What You Need to Know about Health Records, Personal Health Record
Health Records, Personal Health Record (PHR) may be a collection of health-related information that’s documented and maintained by the individual concerned. The data stored within Personal Health Record varies from person to person and from system to system. Here, the information during a typical record might include:
Information about Health Records, Personal Health Record:
- Case history
- Information about any condition or disease
- List of medicine taken
- Hospitalization records
- Information about the operation or procedure performed
How The Term Health Records, Personal Health Record has Evolved?
Health Records, Personal Health Record has been around since the 1990s. It wasn’t until 2007 that major technology companies. Like Microsoft and Google, began creating and offering PHR products, consistent with the American Health Lawyers Association. Google PHR products are not any longer available.
This was followed by the creation of Dossia, a web-based framework for PHR, in 2008 by a consortium of companies including Walmart and AT&T.
There are some debate about what constitutes PHR. Ultimately, this boils right down to a stand-alone PHR versus a tethered PHR.
With Health Records, Personal Health Record, patients enter information into their own records. Therefore, the information is stored on the patient’s computer or the web. Patients can decide whether to share their information. They are like care providers, relations, or anyone else involved.
In some cases, a stand-alone PHR can also receive data from external sources, like a laboratory or provider. However, within the end, the knowledge within the PHR is managed by the individual. Many consider this to be true PHR.
On the opposite hand, a tethered PHR is tied to an exact healthcare organization’s electronic health record (EHR) system. It means, patients can access their records within the tethered PHR via a secure portal. Many believe that a tethered PHR and a patient portal are an equivalent thing and, therefore, a tethered PHR isn’t really a PHR.
Benefits of Health Records, Personal Health Record
Increased Patient Engagement
Having the knowledge and tools to manage health and therefore the ability to trace health over time helps engage patients in their own health care.
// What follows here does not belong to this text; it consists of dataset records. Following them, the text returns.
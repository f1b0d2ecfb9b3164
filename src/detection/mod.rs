/// 检测系统 (Detection System)
///
/// - Types:    检测数据结构
/// - Detector: 检测器接口 (外部推理后端)
/// - Scripted: 脚本回放检测器
/// - Selector: 追踪目标选择
pub mod detector;
pub mod scripted;
pub mod selector;
pub mod types;

pub use detector::Detector;
pub use scripted::ScriptedDetector;
pub use selector::{qualifies, select};
pub use types::{BBox, Detection, ObjectClass, Point2, Target};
Furthermore, much of what patients do for his or her health takes place outside the four walls of the physician’s office. PHRs allow patients to document these events.
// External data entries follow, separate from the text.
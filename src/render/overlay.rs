// Ultralytics 🚀 AGPL-3.0 License - https://ultralytics.com/license

//! 叠加层渲染器
//!
//! - 追踪目标: 绿色粗框 + 准星
//! - 其他检测: 橙色细框
//! - 画面中心: 灰色小圆
//!
//! 每 N 帧把叠加结果保存为 PNG (目录按启动时间命名)

use std::fs;
use std::path::{Path, PathBuf};

use image::{Rgb, RgbImage};
use imageproc::drawing::{draw_hollow_circle_mut, draw_hollow_rect_mut, draw_line_segment_mut};
use imageproc::rect::Rect;
use tracing::{info, warn};

use super::RenderSink;
use crate::actuator::ActuatorSnapshot;
use crate::detection::{BBox, Detection, Target};
use crate::input::Frame;

const TRACKED_COLOR: Rgb<u8> = Rgb([0, 255, 0]);
const OTHER_COLOR: Rgb<u8> = Rgb([255, 165, 0]);
const CENTER_COLOR: Rgb<u8> = Rgb([128, 128, 128]);

/// 生成叠加后的图像 (不修改原帧)
pub fn render_overlay(
    frame: &Frame,
    detections: &[Detection],
    target: Option<&Target<'_>>,
) -> RgbImage {
    let mut canvas = frame.image.clone();

    for (i, det) in detections.iter().enumerate() {
        let tracked = target.is_some_and(|t| t.index == i);
        let (color, thickness) = if tracked {
            (TRACKED_COLOR, 3)
        } else {
            (OTHER_COLOR, 2)
        };
        draw_box(&mut canvas, &det.bbox, color, thickness);
    }

    if let Some(t) = target {
        let (cx, cy) = (t.center.x, t.center.y);
        draw_hollow_circle_mut(&mut canvas, (cx as i32, cy as i32), 12, TRACKED_COLOR);
        draw_line_segment_mut(&mut canvas, (cx - 20.0, cy), (cx + 20.0, cy), TRACKED_COLOR);
        draw_line_segment_mut(&mut canvas, (cx, cy - 20.0), (cx, cy + 20.0), TRACKED_COLOR);
    }

    let center = ((frame.width() / 2) as i32, (frame.height() / 2) as i32);
    draw_hollow_circle_mut(&mut canvas, center, 6, CENTER_COLOR);

    canvas
}

/// 画框,向内收缩实现线宽
fn draw_box(canvas: &mut RgbImage, bbox: &BBox, color: Rgb<u8>, thickness: u32) {
    for k in 0..thickness {
        let w = bbox.width as i64 - 2 * k as i64;
        let h = bbox.height as i64 - 2 * k as i64;
        if w <= 0 || h <= 0 {
            break;
        }
        let rect = Rect::at(bbox.x as i32 + k as i32, bbox.y as i32 + k as i32)
            .of_size(w as u32, h as u32);
        draw_hollow_rect_mut(canvas, rect, color);
    }
}

pub struct OverlayRenderer {
    output_dir: PathBuf,
    every: u64,
    saved: u64,
    disabled: bool,
}

impl OverlayRenderer {
    /// 在 `root` 下创建以启动时间命名的子目录,每 `every` 帧保存一张
    pub fn new<P: AsRef<Path>>(root: P, every: u64) -> Self {
        let stamp = crate::gen_time_string("_");
        Self::with_output_dir(root.as_ref().join(stamp), every)
    }

    pub fn with_output_dir<P: AsRef<Path>>(dir: P, every: u64) -> Self {
        Self {
            output_dir: dir.as_ref().to_path_buf(),
            every: every.max(1),
            saved: 0,
            disabled: false,
        }
    }

    pub fn output_dir(&self) -> &Path {
        &self.output_dir
    }

    pub fn saved(&self) -> u64 {
        self.saved
    }

    fn save(&mut self, frame_id: u64, image: &RgbImage) -> Result<(), String> {
        if self.saved == 0 {
            fs::create_dir_all(&self.output_dir).map_err(|e| e.to_string())?;
            info!("🖼️ 叠加图像保存到 {}", self.output_dir.display());
        }
        let path = self.output_dir.join(format!("frame_{:06}.png", frame_id));
        image.save(&path).map_err(|e| e.to_string())?;
        self.saved += 1;
        Ok(())
    }
}

impl RenderSink for OverlayRenderer {
    fn draw(
        &mut self,
        frame: &Frame,
        detections: &[Detection],
        target: Option<&Target<'_>>,
        _actuator: ActuatorSnapshot,
    ) {
        if self.disabled || frame.frame_id % self.every != 0 {
            return;
        }
        let canvas = render_overlay(frame, detections, target);
        if let Err(e) = self.save(frame.frame_id, &canvas) {
            // 渲染失败不影响追踪,停止后续保存
            warn!("⚠️ 保存叠加图像失败,已停用: {}", e);
            self.disabled = true;
        }
    }
}

#[cfg(test)]
mod tests {
    use super::*;
    use crate::detection::ObjectClass;

    fn scene() -> (Frame, Vec<Detection>) {
        let frame = Frame::blank(0, 200, 100);
        let dets = vec![
            Detection::new(ObjectClass::Cat, 0.9, BBox::new(10., 10., 30., 30.)),
            Detection::new(ObjectClass::Person, 0.8, BBox::new(100., 20., 60., 60.)),
        ];
        (frame, dets)
    }

    #[test]
    fn test_overlay_colors() {
        let (frame, dets) = scene();
        let target = Target {
            detection: &dets[1],
            index: 1,
            center: dets[1].bbox.center(),
        };
        let canvas = render_overlay(&frame, &dets, Some(&target));

        assert_eq!(*canvas.get_pixel(10, 10), OTHER_COLOR);
        assert_eq!(*canvas.get_pixel(100, 20), TRACKED_COLOR);
        // 第三层线宽
        assert_eq!(*canvas.get_pixel(102, 40), TRACKED_COLOR);
        // 准星水平线
        assert_eq!(*canvas.get_pixel(125, 50), TRACKED_COLOR);
        // 画面中心圆 (半径6)
        assert_eq!(*canvas.get_pixel(106, 50), CENTER_COLOR);
        // 原帧不变
        assert_eq!(*frame.image.get_pixel(10, 10), Rgb([0, 0, 0]));
    }

    #[test]
    fn test_degenerate_box_is_skipped() {
        let frame = Frame::blank(0, 50, 50);
        let dets = vec![Detection::new(
            ObjectClass::Cat,
            0.9,
            BBox::new(5., 5., 0., 12.),
        )];
        let canvas = render_overlay(&frame, &dets, None);
        assert_eq!(*canvas.get_pixel(5, 5), Rgb([0, 0, 0]));
    }

    #[test]
    fn test_saves_every_nth_frame() {
        let dir = tempfile::tempdir().unwrap();
        let mut renderer = OverlayRenderer::with_output_dir(dir.path().join("run"), 2);
        let snapshot = ActuatorSnapshot {
            pan: 90.0,
            tilt: 90.0,
        };
        for id in 0..5 {
            renderer.draw(&Frame::blank(id, 16, 16), &[], None, snapshot);
        }
        assert_eq!(renderer.saved(), 3);
        assert!(renderer.output_dir().join("frame_000004.png").exists());
        assert!(!renderer.output_dir().join("frame_000001.png").exists());
    }
}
Better Access to Patient Information
In an emergency or when a patient is traveling, Health Records, Personal Health Record helps ensure their health information is out there whenever they have it.
Improved Management of Data from Multiple Providers
PHR helps patients manage information from multiple providers and may help improve coordination of care.
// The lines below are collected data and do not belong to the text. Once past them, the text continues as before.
// Ultralytics 🚀 AGPL-3.0 License - https://ultralytics.com/license

//! 追踪配置 - 启动时构建一次,运行期间只读
//!
//! 可通过JSON文件调整参数,命令行参数会覆盖文件中的值

use std::collections::BTreeSet;
use std::fs;
use std::path::Path;

use serde::{Deserialize, Serialize};
use thiserror::Error;
use tracing::info;

use crate::actuator::Axis;
use crate::detection::ObjectClass;

/// 配置错误
#[derive(Debug, Error)]
pub enum ConfigError {
    #[error("配置无效: {0}")]
    Invalid(String),

    #[error("读写配置文件 {path} 失败: {source}")]
    Io {
        path: String,
        #[source]
        source: std::io::Error,
    },

    #[error("配置文件解析失败: {0}")]
    Parse(#[from] serde_json::Error),
}

/// 角度范围 (度)
#[derive(Clone, Copy, Debug, PartialEq, Serialize, Deserialize)]
pub struct AngleRange {
    pub min: f32,
    pub max: f32,
}

impl AngleRange {
    pub fn new(min: f32, max: f32) -> Self {
        Self { min, max }
    }

    /// 半跨度: 归一化误差为1.0时对应的摆动幅度
    pub fn half_span(&self) -> f32 {
        (self.max - self.min) * 0.5
    }

    pub fn clamp(&self, angle: f32) -> f32 {
        angle.clamp(self.min, self.max)
    }

    pub fn contains(&self, angle: f32) -> bool {
        angle >= self.min && angle <= self.max
    }
}

/// 单轴参数
#[derive(Clone, Copy, Debug, PartialEq, Serialize, Deserialize)]
pub struct AxisConfig {
    pub range: AngleRange,
    pub home: f32,
    /// 安装方向与图像坐标相反时置true
    #[serde(default)]
    pub inverted: bool,
    /// PCA9685 通道号
    pub channel: u8,
}

/// 无目标时的水平扫描
#[derive(Clone, Copy, Debug, PartialEq, Serialize, Deserialize)]
pub struct ScanConfig {
    pub enabled: bool,
    /// 每帧水平转动角度
    pub step_degrees: f32,
    /// 连续无目标帧数达到该值后开始扫描 (避免闪烁)
    pub start_after_frames: u32,
}

impl Default for ScanConfig {
    fn default() -> Self {
        Self {
            enabled: true,
            step_degrees: 2.0,
            start_after_frames: 10,
        }
    }
}

/// 追踪参数配置
#[derive(Clone, Debug, PartialEq, Serialize, Deserialize)]
pub struct TrackingConfig {
    // === 目标选择 ===
    pub tracked_classes: BTreeSet<ObjectClass>,
    pub min_box_width: f32,  // 最小框宽(像素),含等于
    pub min_box_height: f32, // 最小框高(像素),含等于

    // === 控制参数 ===
    pub gain: f32,     // 比例增益, 0 = 冻结
    pub deadzone: f32, // 死区 (归一化误差)

    // === 云台 ===
    pub pan: AxisConfig,
    pub tilt: AxisConfig,

    // === 画面 ===
    pub frame_width: u32,
    pub frame_height: u32,

    // === 运行策略 ===
    #[serde(default)]
    pub scan: ScanConfig,
    #[serde(default = "default_max_read_failures")]
    pub max_consecutive_read_failures: u32,
    #[serde(default = "default_true")]
    pub home_on_shutdown: bool,
}

fn default_max_read_failures() -> u32 {
    5
}

fn default_true() -> bool {
    true
}

impl Default for TrackingConfig {
    fn default() -> Self {
        Self {
            tracked_classes: [ObjectClass::Cat, ObjectClass::Person].into_iter().collect(),
            min_box_width: 0.0,
            min_box_height: 0.0,

            gain: 0.55,
            deadzone: 0.05,

            // Arducam 云台: 0=水平, 1=俯仰
            pan: AxisConfig {
                range: AngleRange::new(30.0, 150.0),
                home: 90.0,
                inverted: false,
                channel: 0,
            },
            tilt: AxisConfig {
                range: AngleRange::new(50.0, 130.0),
                home: 90.0,
                inverted: false,
                channel: 1,
            },

            frame_width: 640,
            frame_height: 480,

            scan: ScanConfig::default(),
            max_consecutive_read_failures: default_max_read_failures(),
            home_on_shutdown: true,
        }
    }
}

impl TrackingConfig {
    pub fn axis(&self, axis: Axis) -> &AxisConfig {
        match axis {
            Axis::Pan => &self.pan,
            Axis::Tilt => &self.tilt,
        }
    }

    /// 校验配置不变量
    pub fn validate(&self) -> Result<(), ConfigError> {
        if self.tracked_classes.is_empty() {
            return Err(ConfigError::Invalid("追踪类别不能为空".into()));
        }
        if let Some(c) = self.tracked_classes.iter().find(|c| !c.is_trackable()) {
            return Err(ConfigError::Invalid(format!("类别 {} 不可追踪", c)));
        }
        if !(self.min_box_width >= 0.0 && self.min_box_height >= 0.0) {
            return Err(ConfigError::Invalid(format!(
                "最小框尺寸必须 >= 0 (当前 {}x{})",
                self.min_box_width, self.min_box_height
            )));
        }
        if !self.gain.is_finite() || self.gain < 0.0 {
            return Err(ConfigError::Invalid(format!("增益必须为非负有限值: {}", self.gain)));
        }
        if !self.deadzone.is_finite() || self.deadzone < 0.0 {
            return Err(ConfigError::Invalid(format!(
                "死区必须为非负有限值: {}",
                self.deadzone
            )));
        }
        for axis in [Axis::Pan, Axis::Tilt] {
            let cfg = self.axis(axis);
            let r = cfg.range;
            if !r.min.is_finite() || !r.max.is_finite() || r.min > r.max {
                return Err(ConfigError::Invalid(format!(
                    "{}角度范围无效: [{}, {}]",
                    axis, r.min, r.max
                )));
            }
            if !r.contains(cfg.home) {
                return Err(ConfigError::Invalid(format!(
                    "{}初始角度 {} 超出范围 [{}, {}]",
                    axis, cfg.home, r.min, r.max
                )));
            }
        }
        if self.pan.channel == self.tilt.channel {
            return Err(ConfigError::Invalid(format!(
                "水平/俯仰舵机通道重复: {}",
                self.pan.channel
            )));
        }
        if self.frame_width == 0 || self.frame_height == 0 {
            return Err(ConfigError::Invalid(format!(
                "画面尺寸必须 > 0 (当前 {}x{})",
                self.frame_width, self.frame_height
            )));
        }
        if !self.scan.step_degrees.is_finite() || self.scan.step_degrees < 0.0 {
            return Err(ConfigError::Invalid(format!(
                "扫描步长无效: {}",
                self.scan.step_degrees
            )));
        }
        Ok(())
    }

    /// 从JSON文件加载配置 (加载后立即校验)
    pub fn load<P: AsRef<Path>>(path: P) -> Result<Self, ConfigError> {
        let path = path.as_ref();
        let json = fs::read_to_string(path).map_err(|source| ConfigError::Io {
            path: path.display().to_string(),
            source,
        })?;
        let config: Self = serde_json::from_str(&json)?;
        config.validate()?;
        info!("✅ 配置已从 {} 加载", path.display());
        Ok(config)
    }

    /// 保存配置到JSON文件
    pub fn save<P: AsRef<Path>>(&self, path: P) -> Result<(), ConfigError> {
        let path = path.as_ref();
        let json = serde_json::to_string_pretty(self)?;
        fs::write(path, json).map_err(|source| ConfigError::Io {
            path: path.display().to_string(),
            source,
        })?;
        info!("💾 配置已保存到 {}", path.display());
        Ok(())
    }

    /// 打印当前配置
    pub fn log_summary(&self) {
        let classes: Vec<&str> = self.tracked_classes.iter().map(|c| c.as_str()).collect();
        info!("🎛️  追踪类别: {}", classes.join(","));
        info!(
            "  增益: {:.2} | 死区: {:.2} | 最小框: {}x{}",
            self.gain, self.deadzone, self.min_box_width, self.min_box_height
        );
        info!(
            "  水平: [{}, {}] 初始{}{} | 俯仰: [{}, {}] 初始{}{}",
            self.pan.range.min,
            self.pan.range.max,
            self.pan.home,
            if self.pan.inverted { " (反向)" } else { "" },
            self.tilt.range.min,
            self.tilt.range.max,
            self.tilt.home,
            if self.tilt.inverted { " (反向)" } else { "" },
        );
        info!("  画面: {}x{}", self.frame_width, self.frame_height);
    }
}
Reduced Administrative Costs
PHR reduces the burden on healthcare organizations so staff will spend less time checking out information that patients request and responding to patient questions.
Better Patient Provider Communication
PHR can improve communication between patients and doctors by providing an immediate and secure method of communication.
Ability To Manage Family Health Care
PHR can help caregivers, including relations, better manage patient care and help coordinate with other caregivers.
Barriers to Health Records, Personal Health Record
Despite the potential benefits, there are variety of challenges that PHR faces. They are such as privacy and security concerns to lack of use and adoption.
Concerns about data accuracy arise when patients or consumers log in and update their own health records. Sometimes, users got to be told and guided on the way to abstract relevant information from prescription labels and test reports, for instance.
Data Privacy and Security
There are less stringent data protection requirements for PHR. Vendors which provide stand-alone PHRs aren’t covered by the insurance Portability and Accountability Act (HIPAA). It is because they’re not protected entities like hospitals. Only PHRs tethered to a health care organization’s EHR are covered.
The Issue of Differences and Adoption Rates
A study published within the Journal of Medical Internet Research estimated that 75% of consumers are expected to possess adopted PHR by 2020. The digital divide has been created because of consumers having low computer competence and health literacy. Consumers with low literacy levels tend to not use PHR.
Health Records, Personal Health Record Software
There are several PHR options out there for patients to use. Here are some samples of the available options:
Backed by companies like Walmart, Intel, et al., Dossia provides unbound PHRs extracted from multiple data sources and allows patients to take care of their PHRs whether or not patients change health plans, doctors, or employers.
Microsoft PHR enables the organization of loved one health data, preparation for doctor appointments and unforeseen emergencies, and comprehensive examination of patient health.
WebMD offers a PHR that permits patients to stay personal and family health records.
This PHR from the American Health Information Management Association (AHIMA) offers medical history storage for the elderly, seniors, chronically ill, and caregivers.